START Exercise data
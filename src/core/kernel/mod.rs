/// `stampx` kernel - transport, signing and response normalization
///
/// The kernel contains no endpoint knowledge. It turns a path (and, for private
/// calls, a parameter list) into a classified JSON payload.
///
/// # Components
///
/// ## Transport Layer
/// - `Transport`: GET/POST collaborator returning status and body
/// - `ReqwestTransport`: default implementation on reqwest
/// - `RestClient` / `ExchangeRest`: public and private calling conventions
///
/// ## Authentication
/// - `NonceSource`: wall-clock derived nonces
/// - `Signer`: turns a nonce into authentication form fields
///
/// ## Response Handling
/// - `envelope::parse`: success payload vs transport or domain error
///
/// # Usage
///
/// ```rust,no_run
/// use stampx::core::kernel::*;
/// use stampx::core::config::ExchangeConfig;
/// use stampx::exchanges::bitstamp::signer::BitstampSigner;
/// use std::sync::Arc;
///
/// # async fn example() -> Result<(), Box<dyn std::error::Error>> {
/// let config = ExchangeConfig::from_env("BITSTAMP")?;
/// let rest_config = RestClientConfig::new(
///     "https://www.bitstamp.net".to_string(),
///     "bitstamp".to_string(),
/// );
/// let rest = RestClientBuilder::new(rest_config)
///     .with_signer(Arc::new(BitstampSigner::new(config.credentials.clone())))
///     .build()?;
///
/// let ticker = rest.call_public("ticker/btcusd/").await?;
/// let balance = rest.call_private("balance/", &[]).await?;
/// # let _ = (ticker, balance);
/// # Ok(())
/// # }
/// ```
pub mod envelope;
pub mod nonce;
pub mod rest;
pub mod signer;

// Re-export key types for convenience
pub use nonce::{generate_nonce, ClockNonce, FixedNonce, NonceSource};
pub use rest::{
    encode_form, ExchangeRest, RawResponse, ReqwestTransport, RestClient, RestClientBuilder,
    RestClientConfig, Transport,
};
pub use signer::{hmac_sha256_hex, SignatureResult, Signer};
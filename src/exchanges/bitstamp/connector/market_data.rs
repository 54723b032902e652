use crate::core::errors::ExchangeError;
use crate::core::kernel::RestClient;
use crate::core::traits::MarketDataSource;
use crate::core::types::{CurrencyPair, OrderBook, Tick, Trade, TransactionWindow};
use crate::exchanges::bitstamp::{conversions, rest::BitstampRest};
use async_trait::async_trait;

/// Public market data, usable without credentials
pub struct MarketData<R: RestClient> {
    rest: BitstampRest<R>,
}

impl<R: RestClient + Clone> MarketData<R> {
    pub fn new(rest: &R) -> Self {
        Self {
            rest: BitstampRest::new(rest.clone()),
        }
    }
}

#[async_trait]
impl<R: RestClient + Send + Sync> MarketDataSource for MarketData<R> {
    async fn get_ticker(&self, pair: &CurrencyPair) -> Result<Tick, ExchangeError> {
        let payload = self.rest.get_ticker(pair).await?;
        Ok(conversions::convert_tick(&payload))
    }

    async fn get_hourly_ticker(&self, pair: &CurrencyPair) -> Result<Tick, ExchangeError> {
        let payload = self.rest.get_hourly_ticker(pair).await?;
        Ok(conversions::convert_tick(&payload))
    }

    async fn get_order_book(&self, pair: &CurrencyPair) -> Result<OrderBook, ExchangeError> {
        let payload = self.rest.get_order_book(pair).await?;
        Ok(conversions::convert_order_book(&payload))
    }

    async fn get_transactions(
        &self,
        pair: &CurrencyPair,
        window: TransactionWindow,
    ) -> Result<Vec<Trade>, ExchangeError> {
        let payload = self.rest.get_transactions(pair, window).await?;
        Ok(conversions::convert_trades(&payload))
    }
}
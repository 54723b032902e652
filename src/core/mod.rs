pub mod config;
pub mod errors;
pub mod kernel;
pub mod precision;
pub mod traits;
pub mod types;
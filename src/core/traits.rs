use crate::core::{
    errors::ExchangeError,
    types::{
        Balance, CurrencyPair, Order, OrderBook, Tick, Trade, Transaction, TransactionWindow,
        UserTransactionsQuery,
    },
};
use async_trait::async_trait;

#[async_trait]
pub trait MarketDataSource {
    /// Last 24 hours ticker
    async fn get_ticker(&self, pair: &CurrencyPair) -> Result<Tick, ExchangeError>;

    /// Last hour ticker
    async fn get_hourly_ticker(&self, pair: &CurrencyPair) -> Result<Tick, ExchangeError>;

    async fn get_order_book(&self, pair: &CurrencyPair) -> Result<OrderBook, ExchangeError>;

    /// Public trades within `window`
    async fn get_transactions(
        &self,
        pair: &CurrencyPair,
        window: TransactionWindow,
    ) -> Result<Vec<Trade>, ExchangeError>;
}

#[async_trait]
pub trait OrderPlacer {
    /// Limit buy; `limit_price` must be above `price`
    async fn buy_limit_order(
        &self,
        pair: &CurrencyPair,
        amount: f64,
        price: f64,
        limit_price: f64,
    ) -> Result<Order, ExchangeError>;

    /// Limit sell; `limit_price` must be below `price`
    async fn sell_limit_order(
        &self,
        pair: &CurrencyPair,
        amount: f64,
        price: f64,
        limit_price: f64,
    ) -> Result<Order, ExchangeError>;

    async fn buy_market_order(
        &self,
        pair: &CurrencyPair,
        amount: f64,
    ) -> Result<Order, ExchangeError>;

    async fn sell_market_order(
        &self,
        pair: &CurrencyPair,
        amount: f64,
    ) -> Result<Order, ExchangeError>;

    async fn cancel_order(&self, id: i64) -> Result<Order, ExchangeError>;
}

#[async_trait]
pub trait AccountInfo {
    async fn get_balance(&self) -> Result<Balance, ExchangeError>;

    /// Open orders across every pair
    async fn get_open_orders_all(&self) -> Result<Vec<Order>, ExchangeError>;

    async fn get_open_orders(&self, pair: &CurrencyPair) -> Result<Vec<Order>, ExchangeError>;

    async fn get_user_transactions(
        &self,
        pair: &CurrencyPair,
        query: UserTransactionsQuery,
    ) -> Result<Vec<Transaction>, ExchangeError>;
}

// Composite trait for callers that need the whole surface
#[async_trait]
pub trait ExchangeConnector: MarketDataSource + OrderPlacer + AccountInfo {}
pub mod bitstamp;
use thiserror::Error;

/// Coarse classification of every error this crate returns
#[derive(Debug, Clone, Copy, PartialEq, Eq)]
pub enum ErrorKind {
    /// Network/TLS failure, non-200 status or a body that is not JSON
    Transport,
    /// The exchange answered with `"status": "error"`
    Domain,
    /// Credentials are missing or unusable; nothing was sent
    Credential,
    /// A local precondition failed before submission
    Validation,
}

#[derive(Error, Debug)]
pub enum ExchangeError {
    #[error("HTTP request failed: {0}")]
    HttpError(#[from] reqwest::Error),

    #[error("Unexpected HTTP status: {status}")]
    HttpStatus { status: u16 },

    #[error("JSON parsing error: {0}")]
    JsonError(#[from] serde_json::Error),

    #[error("Network error: {0}")]
    NetworkError(String),

    #[error("API error: {code} - {reason}")]
    ApiError { reason: String, code: String },

    #[error("Authentication error: {0}")]
    AuthError(String),

    #[error("Invalid parameters: {0}")]
    InvalidParameters(String),

    #[error("Configuration error: {0}")]
    ConfigError(#[from] crate::core::config::ConfigError),
}

impl From<crate::core::types::TypesError> for ExchangeError {
    fn from(err: crate::core::types::TypesError) -> Self {
        Self::InvalidParameters(err.to_string())
    }
}

impl ExchangeError {
    pub fn kind(&self) -> ErrorKind {
        match self {
            Self::HttpError(_) | Self::HttpStatus { .. } | Self::JsonError(_) | Self::NetworkError(_) => {
                ErrorKind::Transport
            }
            Self::ApiError { .. } => ErrorKind::Domain,
            Self::AuthError(_) | Self::ConfigError(_) => ErrorKind::Credential,
            Self::InvalidParameters(_) => ErrorKind::Validation,
        }
    }

    /// Exchange-defined error code, only present on domain errors
    pub fn code(&self) -> Option<&str> {
        match self {
            Self::ApiError { code, .. } => Some(code),
            _ => None,
        }
    }

    /// HTTP status carried by a non-200 transport error
    pub fn status(&self) -> Option<u16> {
        match self {
            Self::HttpStatus { status } => Some(*status),
            Self::HttpError(e) => e.status().map(|s| s.as_u16()),
            _ => None,
        }
    }
}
END Exercise data
Directions for this task – Lines in the data holding the word "Last": count them and say how many, nothing more.

Answer box – 2